The westward deluge of humanity
brought freedom, diligence, and industry.
From squatter's rights to Homestead Act, the "Destiny"
made "Manifest" to U.S. settlers was the guarantee
of land. "Free soil," said Jefferson, a native right,
could still be bargained for. If deeds for land incite
aggression from the Indians, it means our views
of property conflict - indeed, we can't confuse
fair ownership with trespass (though admittedly
encroachment did occur). Mistakes, as history
would show, were made by all involved. The way out west
began with Clark and Lewis. Pioneers progressed
to Oregon in 1840, on a trail
from west Missouri. "Forty-niners" would assail
the gold discoveries at Sutter's Mill, while trails
like Bozeman, Mormon, Chisholm prospered, and the mails
arrived on stagecoach or by pony (the "express"),
until the "Iron Horse" (with government largesse
at times, but even more dramatic a success
with private funds). And East and West would coalesce
in Utah -- Promontory Point. Though few approved
(Louisiana Purchase comes to mind), we moved
ahead and bought Alaska -- Seward's 'lunacy'?
And then Hawaii -- 'empire,' too, of "Liberty,"
as Jefferson had called the land.

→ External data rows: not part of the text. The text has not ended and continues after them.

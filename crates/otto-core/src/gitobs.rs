// Copyright (c) 2024-2026 Martin Schröder <info@swedishembedded.com>
//
// SPDX-License-Identifier: MIT
use std::collections::HashSet;
use std::path::{Path, PathBuf};

use anyhow::{bail, Context};
use serde::{Deserialize, Serialize};
use tokio::sync::Mutex;
use tracing::{debug, warn};

/// Log format: hash, subject and body separated (and terminated) by NUL so
/// arbitrary commit message content survives parsing.
pub const GIT_LOG_FORMAT: &str = "%H%x00%s%x00%b%x00";

/// Maximum commits read per observation.
const LOG_LIMIT: &str = "100";

/// Maximum branch-rename attempts when the remote refuses a push.
const MAX_PUSH_RETRIES: u32 = 10;

/// One commit surfaced to history.
#[derive(Debug, Clone, PartialEq, Eq, Serialize, Deserialize)]
pub struct GitCommit {
    pub hash: String,
    pub subject: String,
    pub body: String,
    /// Remote branch this commit's head was pushed to, when pushing is
    /// configured.
    #[serde(skip_serializing_if = "Option::is_none")]
    pub pushed_branch: Option<String>,
}

/// Added/removed line counts from the base ref to the working head.
#[derive(Debug, Clone, Copy, Default, PartialEq, Eq, Serialize, Deserialize)]
pub struct DiffStats {
    pub lines_added: u64,
    pub lines_removed: u64,
}

/// Result of one observation: commits never emitted before (plus the current
/// head whenever it changed) and auxiliary notes for history.
#[derive(Debug, Default)]
pub struct GitObservation {
    pub commits: Vec<GitCommit>,
    pub notes: Vec<String>,
}

#[derive(Debug, Clone)]
pub struct GitObserverParams {
    pub repo_dir: PathBuf,
    /// Ref anchoring "new work since"; resolved to a hash at construction.
    /// When it does not resolve it is created as a tag against HEAD.
    pub base_ref: String,
    /// Ref observed for new commits; normally HEAD.
    pub working_ref: String,
    pub branch_prefix: String,
    /// Empty slug disables pushing entirely.
    pub slug: String,
    pub remote_url: Option<String>,
}

struct GitState {
    base_hash: String,
    last_head: Option<String>,
    retry_num: u32,
    seen: HashSet<String>,
    diff: Option<DiffStats>,
}

/// Detects new commits since a fixed base and force-pushes the working
/// branch, renaming on remote conflicts.
///
/// The state mutex is held across a full observation so the seen set and
/// the rename counter stay consistent.
pub struct GitObserver {
    params: GitObserverParams,
    state: Mutex<GitState>,
}

impl GitObserver {
    /// Resolve (or create) the base ref and build the observer.
    pub async fn new(params: GitObserverParams) -> anyhow::Result<Self> {
        let base_hash = match run_git(
            &params.repo_dir,
            &["rev-parse", "--verify", &format!("{}^{{commit}}", params.base_ref)],
        )
        .await
        {
            Ok(out) => out.trim().to_string(),
            Err(_) => {
                run_git(&params.repo_dir, &["tag", "-f", &params.base_ref, "HEAD"])
                    .await
                    .with_context(|| format!("creating base tag {}", params.base_ref))?;
                run_git(&params.repo_dir, &["rev-parse", "HEAD"])
                    .await?
                    .trim()
                    .to_string()
            }
        };
        debug!(base = %base_hash, repo = %params.repo_dir.display(), "git observer anchored");
        Ok(Self {
            params,
            state: Mutex::new(GitState {
                base_hash,
                last_head: None,
                retry_num: 0,
                seen: HashSet::new(),
                diff: None,
            }),
        })
    }

    /// Cached diff stats from the last observation.
    pub async fn diff_stats(&self) -> Option<DiffStats> {
        self.state.lock().await.diff
    }

    /// The branch name pushes target for a given rename count.
    /// Empty when the slug is empty (pushing disabled).
    fn branch_name(&self, retry: u32) -> String {
        if self.params.slug.is_empty() {
            return String::new();
        }
        if retry == 0 {
            format!("{}{}", self.params.branch_prefix, self.params.slug)
        } else {
            format!("{}{}{}", self.params.branch_prefix, self.params.slug, retry)
        }
    }

    /// One observation: detect a head change, refresh diff stats, collect
    /// unseen commits, push when configured.
    pub async fn observe(&self) -> anyhow::Result<GitObservation> {
        let mut state = self.state.lock().await;
        let dir = &self.params.repo_dir;

        let head = run_git(dir, &["rev-parse", &self.params.working_ref])
            .await
            .context("resolving working ref")?
            .trim()
            .to_string();
        if state.last_head.as_deref() == Some(head.as_str()) {
            return Ok(GitObservation::default());
        }

        let range = format!("{}..{}", state.base_hash, head);
        match run_git(dir, &["diff", "--numstat", &range]).await {
            Ok(raw) => state.diff = Some(parse_numstat(&raw)),
            Err(e) => warn!("git diff failed: {e:#}"),
        }

        let format_arg = format!("--format={GIT_LOG_FORMAT}");
        let exclude = format!("^{}", state.base_hash);
        let raw = run_git(dir, &["log", "-n", LOG_LIMIT, &format_arg, &exclude, &head])
            .await
            .context("reading git log")?;

        let mut commits = Vec::new();
        for commit in parse_git_log(&raw) {
            // Re-emit only the moving head; everything else exactly once.
            if state.seen.contains(&commit.hash) && commit.hash != head {
                continue;
            }
            state.seen.insert(commit.hash.clone());
            commits.push(commit);
        }

        let mut notes = Vec::new();
        if let Some(remote) = self.params.remote_url.clone() {
            if !self.params.slug.is_empty() && !commits.is_empty() {
                self.push_head(&mut state, &remote, &head, &mut commits, &mut notes)
                    .await;
            }
        }

        state.last_head = Some(head);
        Ok(GitObservation { commits, notes })
    }

    /// Force-push `head` to the slug branch, renaming with a numeric suffix
    /// when the remote refuses to update a checked out branch.
    async fn push_head(
        &self,
        state: &mut GitState,
        remote: &str,
        head: &str,
        commits: &mut [GitCommit],
        notes: &mut Vec<String>,
    ) {
        let dir = &self.params.repo_dir;
        let start_retry = state.retry_num;
        let mut pushed: Option<String> = None;

        for _ in 0..MAX_PUSH_RETRIES {
            let branch = self.branch_name(state.retry_num);
            let refspec = format!("+{head}:refs/heads/{branch}");
            match run_git(dir, &["push", "--force", remote, &refspec]).await {
                Ok(_) => {
                    pushed = Some(branch);
                    break;
                }
                Err(e) if is_checked_out_refusal(&e) => {
                    debug!(branch = %branch, "remote refused push; renaming");
                    state.retry_num += 1;
                }
                Err(e) => {
                    warn!("git push failed: {e:#}");
                    notes.push(format!("Push to {branch} failed: {e:#}"));
                    return;
                }
            }
        }

        match pushed {
            Some(branch) => {
                if state.retry_num != start_retry {
                    notes.push(format!(
                        "Branch renamed from {} to {} because the remote refused to \
                         update a checked out branch.",
                        self.branch_name(start_retry),
                        branch
                    ));
                }
                for c in commits.iter_mut() {
                    if c.hash == head {
                        c.pushed_branch = Some(branch.clone());
                    }
                }
            }
            None => {
                notes.push(format!(
                    "Push abandoned after {MAX_PUSH_RETRIES} branch renames; the remote \
                     keeps refusing to update a checked out branch."
                ));
            }
        }
    }
}

fn is_checked_out_refusal(err: &anyhow::Error) -> bool {
    let text = err.to_string();
    text.contains("refusing to update checked out branch")
        || text.contains("branch is currently checked out")
}

/// Run one git subcommand in `dir`, returning stdout.  Inherits the caller's
/// cancellation scope: dropping the future kills the child process.
async fn run_git(dir: &Path, args: &[&str]) -> anyhow::Result<String> {
    let output = tokio::process::Command::new("git")
        .args(args)
        .current_dir(dir)
        .kill_on_drop(true)
        .output()
        .await
        .with_context(|| format!("spawning git {}", args.join(" ")))?;
    if !output.status.success() {
        bail!(
            "git {} failed: {}",
            args.join(" "),
            String::from_utf8_lossy(&output.stderr).trim()
        );
    }
    Ok(String::from_utf8_lossy(&output.stdout).into_owned())
}

/// Parse NUL-delimited `git log` output produced with [`GIT_LOG_FORMAT`].
pub fn parse_git_log(raw: &str) -> Vec<GitCommit> {
    let mut commits = Vec::new();
    let mut fields = raw.split('\0');
    loop {
        // Records are NUL-terminated; git inserts a newline between entries.
        let Some(hash) = fields.next() else { break };
        let hash = hash.trim_matches('\n').trim();
        if hash.is_empty() {
            break;
        }
        let subject = fields.next().unwrap_or("").to_string();
        let body = fields
            .next()
            .unwrap_or("")
            .trim_end_matches('\n')
            .to_string();
        commits.push(GitCommit {
            hash: hash.to_string(),
            subject,
            body,
            pushed_branch: None,
        });
    }
    commits
}

/// Inverse of [`parse_git_log`] for the canonical (trimmed) form.
pub fn format_git_log(commits: &[GitCommit]) -> String {
    commits
        .iter()
        .map(|c| format!("{}\0{}\0{}\0", c.hash, c.subject, c.body))
        .collect::<Vec<_>>()
        .join("\n")
}

/// Sum a `git diff --numstat` listing.  Binary files report "-" and count
/// as zero lines.
fn parse_numstat(raw: &str) -> DiffStats {
    let mut stats = DiffStats::default();
    for line in raw.lines() {
        let mut fields = line.split_whitespace();
        let added = fields.next().and_then(|f| f.parse::<u64>().ok());
        let removed = fields.next().and_then(|f| f.parse::<u64>().ok());
        stats.lines_added += added.unwrap_or(0);
        stats.lines_removed += removed.unwrap_or(0);
    }
    stats
}

// ─── Unit tests ──────────────────────────────────────────────────────────────

#[cfg(test)]
mod tests {
    use super::*;

    fn commit(hash: &str, subject: &str, body: &str) -> GitCommit {
        GitCommit {
            hash: hash.into(),
            subject: subject.into(),
            body: body.into(),
            pushed_branch: None,
        }
    }

    #[test]
    fn parse_then_format_round_trips() {
        let commits = vec![
            commit("aaa111", "first commit", "a body\nwith two lines"),
            commit("bbb222", "second: with \"quotes\" and\nnewlines in subject? no", ""),
        ];
        let formatted = format_git_log(&commits);
        assert_eq!(parse_git_log(&formatted), commits);
    }

    #[test]
    fn parse_handles_real_git_layout() {
        // git terminates each record with NUL and separates entries with \n.
        let raw = "aaa111\0subject one\0body one\n\0\nbbb222\0subject two\0\0";
        let commits = parse_git_log(raw);
        assert_eq!(commits.len(), 2);
        assert_eq!(commits[0].hash, "aaa111");
        assert_eq!(commits[0].body, "body one");
        assert_eq!(commits[1].hash, "bbb222");
        assert_eq!(commits[1].body, "");
    }

    #[test]
    fn parse_empty_log_is_empty() {
        assert!(parse_git_log("").is_empty());
        assert!(parse_git_log("\n").is_empty());
    }

    #[test]
    fn numstat_sums_and_skips_binary() {
        let raw = "10\t2\tsrc/a.rs\n3\t0\tsrc/b.rs\n-\t-\tassets/logo.png\n";
        let stats = parse_numstat(raw);
        assert_eq!(stats.lines_added, 13);
        assert_eq!(stats.lines_removed, 2);
    }

    #[test]
    fn refusal_detection_matches_git_wordings() {
        assert!(is_checked_out_refusal(&anyhow::anyhow!(
            "git push failed: refusing to update checked out branch: refs/heads/sketch/demo"
        )));
        assert!(is_checked_out_refusal(&anyhow::anyhow!(
            "remote: error: branch is currently checked out"
        )));
        assert!(!is_checked_out_refusal(&anyhow::anyhow!(
            "could not read from remote repository"
        )));
    }
}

So was the West
as violent as all the movies would suggest?
In large part, no -- the guns were able to deter
but not incite. And farms? Most failed, but the allure
remained intact. And was the stripped environment
because of industry? In part, but government
was more to blame, for savvy private ownership,
especially larger firms, was able to equip
the west with tools, and with the knowledge that permits
so many people to enjoy the benefits.